Segment Open

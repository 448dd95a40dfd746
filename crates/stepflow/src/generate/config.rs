//! Step loop configuration.

use std::fmt;
use std::sync::Arc;

use tokio_util::sync::CancellationToken;

use super::StepResult;
use crate::merge::MergeConfig;
use crate::retry::RetryPolicy;
use crate::{IdGenerator, RandomIdGenerator};

/// Callback invoked after every step with that step's result.
pub type StepFinishFn = Arc<dyn Fn(&StepResult) + Send + Sync>;

/// Settings for [`generate_text`](super::generate_text) and
/// [`stream_text`](super::stream_text).
///
/// ```rust
/// use stepflow::GenerateTextConfig;
///
/// let config = GenerateTextConfig {
///     max_steps: 5,
///     continue_steps: true,
///     ..Default::default()
/// };
/// assert!(config.validate().is_ok());
/// ```
#[derive(Clone)]
pub struct GenerateTextConfig {
    /// Upper bound on model calls. Must be at least 1. Default: 1.
    pub max_steps: u32,
    /// Continue responses cut off by the token limit in the same
    /// assistant message. Default: `false`.
    pub continue_steps: bool,
    /// Stream tool-call argument fragments (`stream_text` only).
    /// Default: `false`.
    pub tool_call_streaming: bool,
    /// Retry policy for each model call.
    pub retry: RetryPolicy,
    /// Source of tool execution ids.
    pub id_generator: Arc<dyn IdGenerator>,
    /// Invoked after every step.
    pub on_step_finish: Option<StepFinishFn>,
    /// Cancels the whole call: model requests, retries and tools.
    pub cancel: CancellationToken,
}

impl Default for GenerateTextConfig {
    fn default() -> Self {
        Self {
            max_steps: 1,
            continue_steps: false,
            tool_call_streaming: false,
            retry: RetryPolicy::default(),
            id_generator: Arc::new(RandomIdGenerator::new("call", 16)),
            on_step_finish: None,
            cancel: CancellationToken::new(),
        }
    }
}

impl fmt::Debug for GenerateTextConfig {
    fn fmt(&self, f: &mut fmt::Formatter<'_>) -> fmt::Result {
        f.debug_struct("GenerateTextConfig")
            .field("max_steps", &self.max_steps)
            .field("continue_steps", &self.continue_steps)
            .field("tool_call_streaming", &self.tool_call_streaming)
            .field("retry", &self.retry)
            .field("id_generator", &self.id_generator)
            .field("has_on_step_finish", &self.on_step_finish.is_some())
            .field("cancel", &self.cancel)
            .finish()
    }
}

impl GenerateTextConfig {
    /// Rejects settings that can never run.
    pub fn validate(&self) -> Result<(), crate::Error> {
        if self.max_steps < 1 {
            return Err(crate::Error::invalid_argument(
                "max_steps",
                format!("must be at least 1, got {}", self.max_steps),
            ));
        }
        self.retry.validate()
    }

    pub(crate) fn merge_config(&self, tool_call_streaming: bool) -> MergeConfig {
        MergeConfig {
            tool_call_streaming,
            id_generator: Arc::clone(&self.id_generator),
            ..MergeConfig::default()
        }
    }
}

Segment Closed

EXERCISE OBJECTIVE » Look above for the line holding "use std::sync::Arc;" and the line holding "pub type StepFinishFn". Retype both, and every line between them, word for word and nothing else.

RESULT FOR THIS EXERCISE »
use std::sync::Arc;

use tokio_util::sync::CancellationToken;

use super::StepResult;
use crate::merge::MergeConfig;
use crate::retry::RetryPolicy;
use crate::{IdGenerator, RandomIdGenerator};

/// Callback invoked after every step with that step's result.
pub type StepFinishFn = Arc<dyn Fn(&StepResult) + Send + Sync>;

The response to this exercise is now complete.